EXERCISE INPUTS Block Start

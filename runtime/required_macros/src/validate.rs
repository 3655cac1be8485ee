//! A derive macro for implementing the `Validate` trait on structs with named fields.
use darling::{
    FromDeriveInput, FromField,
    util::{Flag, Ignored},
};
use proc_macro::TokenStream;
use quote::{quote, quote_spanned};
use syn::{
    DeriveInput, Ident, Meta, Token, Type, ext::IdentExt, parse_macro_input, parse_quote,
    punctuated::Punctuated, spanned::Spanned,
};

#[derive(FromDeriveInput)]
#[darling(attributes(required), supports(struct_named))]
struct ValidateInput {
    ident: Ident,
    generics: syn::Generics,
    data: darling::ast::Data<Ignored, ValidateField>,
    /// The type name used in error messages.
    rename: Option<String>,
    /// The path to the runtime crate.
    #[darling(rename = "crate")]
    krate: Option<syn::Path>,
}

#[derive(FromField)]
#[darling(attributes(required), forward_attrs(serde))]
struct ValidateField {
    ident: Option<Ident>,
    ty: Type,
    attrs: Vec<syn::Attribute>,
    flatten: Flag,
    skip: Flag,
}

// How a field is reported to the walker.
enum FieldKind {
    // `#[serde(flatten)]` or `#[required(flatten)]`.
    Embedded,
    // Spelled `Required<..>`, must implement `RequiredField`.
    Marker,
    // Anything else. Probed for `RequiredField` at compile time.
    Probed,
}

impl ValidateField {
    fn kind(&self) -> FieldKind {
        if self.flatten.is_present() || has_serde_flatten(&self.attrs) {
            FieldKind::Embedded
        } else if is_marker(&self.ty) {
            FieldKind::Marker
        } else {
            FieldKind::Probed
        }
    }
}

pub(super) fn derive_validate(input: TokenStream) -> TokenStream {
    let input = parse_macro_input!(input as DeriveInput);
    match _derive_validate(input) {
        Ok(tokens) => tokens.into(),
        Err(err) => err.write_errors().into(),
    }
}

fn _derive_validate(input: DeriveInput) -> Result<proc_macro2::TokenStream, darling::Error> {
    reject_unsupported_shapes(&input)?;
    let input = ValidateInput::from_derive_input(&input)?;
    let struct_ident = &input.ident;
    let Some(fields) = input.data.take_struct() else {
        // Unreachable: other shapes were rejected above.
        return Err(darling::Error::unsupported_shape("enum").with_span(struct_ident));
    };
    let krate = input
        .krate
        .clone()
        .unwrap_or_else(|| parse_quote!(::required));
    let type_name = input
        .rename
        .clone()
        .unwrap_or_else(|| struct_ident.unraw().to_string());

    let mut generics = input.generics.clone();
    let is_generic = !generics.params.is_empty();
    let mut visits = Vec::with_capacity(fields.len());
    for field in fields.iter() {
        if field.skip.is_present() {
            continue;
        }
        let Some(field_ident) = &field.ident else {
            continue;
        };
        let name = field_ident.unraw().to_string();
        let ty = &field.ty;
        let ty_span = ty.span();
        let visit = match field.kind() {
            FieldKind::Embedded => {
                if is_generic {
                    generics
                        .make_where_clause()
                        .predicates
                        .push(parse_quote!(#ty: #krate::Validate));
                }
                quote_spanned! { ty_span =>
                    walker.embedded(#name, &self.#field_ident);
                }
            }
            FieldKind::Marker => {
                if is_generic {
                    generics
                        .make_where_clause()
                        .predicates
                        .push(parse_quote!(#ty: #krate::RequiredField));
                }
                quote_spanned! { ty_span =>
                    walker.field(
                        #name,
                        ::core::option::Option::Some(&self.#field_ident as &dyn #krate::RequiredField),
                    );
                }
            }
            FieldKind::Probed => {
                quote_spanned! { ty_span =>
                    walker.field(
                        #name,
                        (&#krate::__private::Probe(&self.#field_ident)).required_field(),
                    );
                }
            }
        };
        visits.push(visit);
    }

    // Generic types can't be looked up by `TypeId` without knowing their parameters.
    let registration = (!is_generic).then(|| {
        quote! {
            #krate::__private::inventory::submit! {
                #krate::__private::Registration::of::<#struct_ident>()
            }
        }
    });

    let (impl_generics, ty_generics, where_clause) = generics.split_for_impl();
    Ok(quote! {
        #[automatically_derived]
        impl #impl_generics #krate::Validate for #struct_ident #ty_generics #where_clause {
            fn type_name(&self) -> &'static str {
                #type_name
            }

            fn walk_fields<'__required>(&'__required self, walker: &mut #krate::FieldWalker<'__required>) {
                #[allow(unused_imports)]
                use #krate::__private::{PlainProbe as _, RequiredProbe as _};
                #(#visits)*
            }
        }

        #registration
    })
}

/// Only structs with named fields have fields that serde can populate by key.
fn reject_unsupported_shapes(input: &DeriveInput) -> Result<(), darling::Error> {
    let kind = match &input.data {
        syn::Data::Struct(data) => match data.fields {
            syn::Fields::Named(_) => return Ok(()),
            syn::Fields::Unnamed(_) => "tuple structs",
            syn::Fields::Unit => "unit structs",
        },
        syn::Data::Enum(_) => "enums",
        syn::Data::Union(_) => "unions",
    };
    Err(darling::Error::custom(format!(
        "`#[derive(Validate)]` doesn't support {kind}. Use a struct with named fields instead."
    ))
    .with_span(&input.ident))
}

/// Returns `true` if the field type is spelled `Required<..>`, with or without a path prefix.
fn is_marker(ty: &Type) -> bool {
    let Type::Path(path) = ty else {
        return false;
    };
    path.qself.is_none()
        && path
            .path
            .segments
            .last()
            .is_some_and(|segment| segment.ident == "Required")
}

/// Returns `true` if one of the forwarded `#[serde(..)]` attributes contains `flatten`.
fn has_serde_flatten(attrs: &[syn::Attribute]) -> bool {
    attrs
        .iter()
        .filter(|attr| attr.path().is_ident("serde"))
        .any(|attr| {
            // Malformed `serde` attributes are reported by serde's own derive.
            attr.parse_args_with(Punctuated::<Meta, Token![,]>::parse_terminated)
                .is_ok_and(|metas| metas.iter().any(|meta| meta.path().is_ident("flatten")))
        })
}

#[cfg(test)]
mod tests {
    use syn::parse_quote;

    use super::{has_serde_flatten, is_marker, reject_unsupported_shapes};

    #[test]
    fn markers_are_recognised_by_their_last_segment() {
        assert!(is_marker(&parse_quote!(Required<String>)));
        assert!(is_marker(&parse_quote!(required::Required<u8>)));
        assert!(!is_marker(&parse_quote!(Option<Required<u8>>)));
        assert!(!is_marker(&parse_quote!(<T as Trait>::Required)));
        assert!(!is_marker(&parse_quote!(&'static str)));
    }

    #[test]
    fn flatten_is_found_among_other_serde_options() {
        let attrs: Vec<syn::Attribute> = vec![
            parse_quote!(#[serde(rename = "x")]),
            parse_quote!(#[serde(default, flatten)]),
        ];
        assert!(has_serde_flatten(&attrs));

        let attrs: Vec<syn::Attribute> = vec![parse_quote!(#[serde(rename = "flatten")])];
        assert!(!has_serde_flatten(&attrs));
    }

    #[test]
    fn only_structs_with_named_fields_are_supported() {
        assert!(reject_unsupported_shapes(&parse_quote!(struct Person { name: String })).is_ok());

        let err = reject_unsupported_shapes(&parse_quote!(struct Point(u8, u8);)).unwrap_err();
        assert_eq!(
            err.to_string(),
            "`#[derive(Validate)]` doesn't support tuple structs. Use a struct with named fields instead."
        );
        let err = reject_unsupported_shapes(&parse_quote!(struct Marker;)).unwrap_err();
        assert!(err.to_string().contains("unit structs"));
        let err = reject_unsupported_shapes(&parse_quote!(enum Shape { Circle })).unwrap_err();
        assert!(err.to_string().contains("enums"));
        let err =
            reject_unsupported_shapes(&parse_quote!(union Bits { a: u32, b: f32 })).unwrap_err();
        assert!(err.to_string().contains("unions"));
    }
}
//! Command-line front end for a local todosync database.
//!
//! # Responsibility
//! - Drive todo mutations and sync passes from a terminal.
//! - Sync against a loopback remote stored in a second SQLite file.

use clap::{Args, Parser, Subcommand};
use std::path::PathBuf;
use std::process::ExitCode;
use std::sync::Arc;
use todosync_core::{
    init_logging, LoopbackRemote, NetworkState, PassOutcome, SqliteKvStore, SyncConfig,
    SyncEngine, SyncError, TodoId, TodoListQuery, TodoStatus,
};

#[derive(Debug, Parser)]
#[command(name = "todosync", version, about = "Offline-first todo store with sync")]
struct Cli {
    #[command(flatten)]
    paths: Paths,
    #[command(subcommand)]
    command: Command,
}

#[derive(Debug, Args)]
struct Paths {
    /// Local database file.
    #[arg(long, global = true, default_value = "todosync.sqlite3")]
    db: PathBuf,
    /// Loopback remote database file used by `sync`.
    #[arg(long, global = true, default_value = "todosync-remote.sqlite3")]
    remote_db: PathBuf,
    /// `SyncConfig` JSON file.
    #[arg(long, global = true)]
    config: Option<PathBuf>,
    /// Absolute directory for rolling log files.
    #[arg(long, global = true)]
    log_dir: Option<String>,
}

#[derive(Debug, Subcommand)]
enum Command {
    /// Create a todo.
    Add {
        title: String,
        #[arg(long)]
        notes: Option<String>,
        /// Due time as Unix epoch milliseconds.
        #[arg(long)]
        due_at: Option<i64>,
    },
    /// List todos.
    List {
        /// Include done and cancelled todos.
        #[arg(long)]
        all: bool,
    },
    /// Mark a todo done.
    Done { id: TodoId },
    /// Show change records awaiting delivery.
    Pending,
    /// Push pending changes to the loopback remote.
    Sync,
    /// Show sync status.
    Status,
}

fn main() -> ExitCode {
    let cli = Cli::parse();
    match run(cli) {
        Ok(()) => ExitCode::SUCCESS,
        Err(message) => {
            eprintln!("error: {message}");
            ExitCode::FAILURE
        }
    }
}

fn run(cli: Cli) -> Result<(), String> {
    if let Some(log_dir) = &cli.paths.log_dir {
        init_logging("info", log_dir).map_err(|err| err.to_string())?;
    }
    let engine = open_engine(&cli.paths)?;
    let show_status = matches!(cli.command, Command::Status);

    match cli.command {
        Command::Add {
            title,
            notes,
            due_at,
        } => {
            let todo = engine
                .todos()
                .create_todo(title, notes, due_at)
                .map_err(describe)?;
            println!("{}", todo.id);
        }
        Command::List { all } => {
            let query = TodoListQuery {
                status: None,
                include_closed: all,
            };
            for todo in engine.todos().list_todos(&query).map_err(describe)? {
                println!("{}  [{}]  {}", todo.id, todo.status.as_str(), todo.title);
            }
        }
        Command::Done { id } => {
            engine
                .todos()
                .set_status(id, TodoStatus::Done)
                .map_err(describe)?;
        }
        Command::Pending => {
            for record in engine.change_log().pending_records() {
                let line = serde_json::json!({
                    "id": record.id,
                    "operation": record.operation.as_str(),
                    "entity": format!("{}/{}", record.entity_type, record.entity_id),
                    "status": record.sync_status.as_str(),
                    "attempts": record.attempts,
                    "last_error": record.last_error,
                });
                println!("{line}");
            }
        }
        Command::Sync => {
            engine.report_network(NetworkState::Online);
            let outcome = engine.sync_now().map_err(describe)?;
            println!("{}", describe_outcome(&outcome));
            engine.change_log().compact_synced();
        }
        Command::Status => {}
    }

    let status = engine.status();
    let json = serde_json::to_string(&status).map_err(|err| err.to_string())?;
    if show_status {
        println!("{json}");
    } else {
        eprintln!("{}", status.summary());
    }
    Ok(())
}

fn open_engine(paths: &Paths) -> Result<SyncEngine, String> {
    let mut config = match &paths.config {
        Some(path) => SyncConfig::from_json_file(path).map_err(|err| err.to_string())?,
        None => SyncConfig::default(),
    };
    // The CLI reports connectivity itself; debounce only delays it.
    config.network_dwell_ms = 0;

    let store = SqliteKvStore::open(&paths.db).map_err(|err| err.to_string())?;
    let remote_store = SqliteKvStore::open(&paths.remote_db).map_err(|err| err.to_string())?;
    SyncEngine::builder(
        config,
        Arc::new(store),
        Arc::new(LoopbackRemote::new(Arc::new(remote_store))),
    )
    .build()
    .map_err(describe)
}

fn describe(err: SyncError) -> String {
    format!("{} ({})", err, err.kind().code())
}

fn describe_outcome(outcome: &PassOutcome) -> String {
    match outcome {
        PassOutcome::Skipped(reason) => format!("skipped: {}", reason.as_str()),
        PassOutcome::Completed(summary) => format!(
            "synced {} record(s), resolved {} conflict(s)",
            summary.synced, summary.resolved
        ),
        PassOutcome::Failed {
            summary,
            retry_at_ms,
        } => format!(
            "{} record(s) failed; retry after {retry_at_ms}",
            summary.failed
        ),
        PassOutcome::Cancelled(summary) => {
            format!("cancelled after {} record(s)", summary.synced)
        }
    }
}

EXERCISE INPUTS Block End
EXERCISE INPUTS Block Start

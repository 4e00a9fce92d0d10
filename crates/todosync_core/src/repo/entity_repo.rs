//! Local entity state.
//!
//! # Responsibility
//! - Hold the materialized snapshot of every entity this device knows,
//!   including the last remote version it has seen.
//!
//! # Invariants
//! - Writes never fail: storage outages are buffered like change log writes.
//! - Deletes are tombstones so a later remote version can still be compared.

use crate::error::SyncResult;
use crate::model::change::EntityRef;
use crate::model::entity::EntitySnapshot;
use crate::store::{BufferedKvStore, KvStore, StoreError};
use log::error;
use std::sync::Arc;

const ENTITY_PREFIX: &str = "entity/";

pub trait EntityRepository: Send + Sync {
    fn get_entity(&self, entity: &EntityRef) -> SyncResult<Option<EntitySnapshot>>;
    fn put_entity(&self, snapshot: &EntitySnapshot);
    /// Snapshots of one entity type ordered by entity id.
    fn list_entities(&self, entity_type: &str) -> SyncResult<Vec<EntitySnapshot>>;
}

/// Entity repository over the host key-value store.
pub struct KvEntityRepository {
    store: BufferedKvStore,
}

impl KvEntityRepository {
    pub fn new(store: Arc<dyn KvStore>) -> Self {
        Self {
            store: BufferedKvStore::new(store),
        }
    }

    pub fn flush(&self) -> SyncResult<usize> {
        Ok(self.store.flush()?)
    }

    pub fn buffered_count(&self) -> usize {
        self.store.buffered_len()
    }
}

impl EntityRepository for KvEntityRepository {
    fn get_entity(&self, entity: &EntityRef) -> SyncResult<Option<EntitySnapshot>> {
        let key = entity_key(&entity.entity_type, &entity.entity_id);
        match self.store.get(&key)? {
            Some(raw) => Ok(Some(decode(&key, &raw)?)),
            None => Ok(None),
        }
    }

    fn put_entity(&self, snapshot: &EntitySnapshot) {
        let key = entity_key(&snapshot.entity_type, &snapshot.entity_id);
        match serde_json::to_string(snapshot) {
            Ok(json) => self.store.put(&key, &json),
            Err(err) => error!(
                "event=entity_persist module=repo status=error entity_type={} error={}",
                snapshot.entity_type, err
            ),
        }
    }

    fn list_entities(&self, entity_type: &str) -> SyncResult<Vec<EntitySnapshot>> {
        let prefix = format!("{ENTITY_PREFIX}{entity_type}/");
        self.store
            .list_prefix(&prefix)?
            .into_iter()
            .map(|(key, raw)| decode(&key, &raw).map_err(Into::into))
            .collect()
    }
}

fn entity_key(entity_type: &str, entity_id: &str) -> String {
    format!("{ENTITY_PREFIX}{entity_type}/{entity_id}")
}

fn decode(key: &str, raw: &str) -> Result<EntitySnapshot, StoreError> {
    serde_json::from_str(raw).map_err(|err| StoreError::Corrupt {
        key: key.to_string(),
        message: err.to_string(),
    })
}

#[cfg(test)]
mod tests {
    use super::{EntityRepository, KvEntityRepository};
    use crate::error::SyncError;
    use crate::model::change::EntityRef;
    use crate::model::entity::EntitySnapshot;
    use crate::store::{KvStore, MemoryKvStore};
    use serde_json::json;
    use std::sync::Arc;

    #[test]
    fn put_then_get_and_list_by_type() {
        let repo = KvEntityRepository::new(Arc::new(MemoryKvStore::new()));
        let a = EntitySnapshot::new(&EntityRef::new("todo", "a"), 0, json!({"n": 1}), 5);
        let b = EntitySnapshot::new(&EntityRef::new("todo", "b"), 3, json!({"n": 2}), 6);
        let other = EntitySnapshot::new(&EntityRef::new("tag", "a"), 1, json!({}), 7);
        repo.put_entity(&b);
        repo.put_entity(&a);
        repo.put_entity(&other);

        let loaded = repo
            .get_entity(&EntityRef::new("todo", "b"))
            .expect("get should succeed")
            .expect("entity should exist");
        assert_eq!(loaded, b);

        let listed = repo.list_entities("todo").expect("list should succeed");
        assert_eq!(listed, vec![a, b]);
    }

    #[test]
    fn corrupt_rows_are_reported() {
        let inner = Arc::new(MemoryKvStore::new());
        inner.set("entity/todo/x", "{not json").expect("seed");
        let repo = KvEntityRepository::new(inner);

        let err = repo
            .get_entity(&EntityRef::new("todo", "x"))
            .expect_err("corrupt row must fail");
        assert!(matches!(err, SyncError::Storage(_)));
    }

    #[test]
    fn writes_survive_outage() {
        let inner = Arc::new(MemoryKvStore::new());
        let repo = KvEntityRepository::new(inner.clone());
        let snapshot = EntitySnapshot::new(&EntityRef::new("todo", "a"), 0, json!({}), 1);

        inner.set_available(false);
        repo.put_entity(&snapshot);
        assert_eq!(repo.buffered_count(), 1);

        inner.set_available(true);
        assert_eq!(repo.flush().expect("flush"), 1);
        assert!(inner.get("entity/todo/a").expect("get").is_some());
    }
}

EXERCISE INPUTS Block End
EXERCISE INPUTS Block Start

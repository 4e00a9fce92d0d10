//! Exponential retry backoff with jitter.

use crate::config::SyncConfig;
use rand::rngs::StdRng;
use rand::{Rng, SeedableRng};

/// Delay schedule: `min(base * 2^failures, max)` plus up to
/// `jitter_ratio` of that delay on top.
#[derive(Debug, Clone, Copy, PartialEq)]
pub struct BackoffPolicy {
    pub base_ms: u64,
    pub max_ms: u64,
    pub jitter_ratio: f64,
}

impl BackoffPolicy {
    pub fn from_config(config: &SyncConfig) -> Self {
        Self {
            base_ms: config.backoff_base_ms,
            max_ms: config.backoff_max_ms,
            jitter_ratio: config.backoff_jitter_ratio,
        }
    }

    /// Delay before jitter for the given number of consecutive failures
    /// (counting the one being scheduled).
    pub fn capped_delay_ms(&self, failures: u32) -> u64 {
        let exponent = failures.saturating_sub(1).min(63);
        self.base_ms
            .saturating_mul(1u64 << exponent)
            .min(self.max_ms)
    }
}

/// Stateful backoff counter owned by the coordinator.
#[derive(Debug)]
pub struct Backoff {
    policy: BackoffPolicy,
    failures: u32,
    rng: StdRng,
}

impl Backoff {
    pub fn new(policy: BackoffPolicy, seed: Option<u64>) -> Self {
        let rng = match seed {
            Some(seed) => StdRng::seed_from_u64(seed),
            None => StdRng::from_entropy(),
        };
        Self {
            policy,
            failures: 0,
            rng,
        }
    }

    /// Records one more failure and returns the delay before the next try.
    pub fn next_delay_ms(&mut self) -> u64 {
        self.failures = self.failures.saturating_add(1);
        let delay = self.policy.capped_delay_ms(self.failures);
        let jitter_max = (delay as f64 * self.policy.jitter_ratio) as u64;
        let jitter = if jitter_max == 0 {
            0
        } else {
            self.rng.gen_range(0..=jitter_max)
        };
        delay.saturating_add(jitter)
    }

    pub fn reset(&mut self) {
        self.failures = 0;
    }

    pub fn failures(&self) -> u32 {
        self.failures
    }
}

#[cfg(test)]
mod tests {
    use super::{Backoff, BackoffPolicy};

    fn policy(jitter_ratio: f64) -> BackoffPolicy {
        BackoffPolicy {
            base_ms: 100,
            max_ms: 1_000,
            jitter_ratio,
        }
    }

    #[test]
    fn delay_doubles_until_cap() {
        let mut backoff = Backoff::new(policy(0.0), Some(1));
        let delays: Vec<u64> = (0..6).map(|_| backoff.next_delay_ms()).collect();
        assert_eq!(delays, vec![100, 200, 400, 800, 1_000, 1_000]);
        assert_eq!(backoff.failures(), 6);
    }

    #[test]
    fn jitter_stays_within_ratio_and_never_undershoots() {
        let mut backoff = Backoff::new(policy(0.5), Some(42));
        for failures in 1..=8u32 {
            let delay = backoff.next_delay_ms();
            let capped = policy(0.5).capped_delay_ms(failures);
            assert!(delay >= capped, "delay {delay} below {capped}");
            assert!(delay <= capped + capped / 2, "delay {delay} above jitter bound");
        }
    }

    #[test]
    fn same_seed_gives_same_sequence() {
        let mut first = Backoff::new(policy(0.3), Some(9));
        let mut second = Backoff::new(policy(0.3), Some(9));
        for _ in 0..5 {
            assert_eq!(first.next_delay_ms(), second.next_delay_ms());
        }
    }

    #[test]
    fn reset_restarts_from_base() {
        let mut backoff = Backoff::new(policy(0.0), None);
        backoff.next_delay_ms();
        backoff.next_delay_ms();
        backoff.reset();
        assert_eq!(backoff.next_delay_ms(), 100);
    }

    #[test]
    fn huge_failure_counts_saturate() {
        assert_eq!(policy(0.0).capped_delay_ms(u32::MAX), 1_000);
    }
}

EXERCISE INPUTS Block End

**PROBLEM TO SOLVE**
Whenever a line above includes the string "global", copy it.

**RESPONSE**
    #[arg(long, global = true, default_value = "todosync.sqlite3")]
    #[arg(long, global = true, default_value = "todosync-remote.sqlite3")]
    #[arg(long, global = true)]
    #[arg(long, global = true)]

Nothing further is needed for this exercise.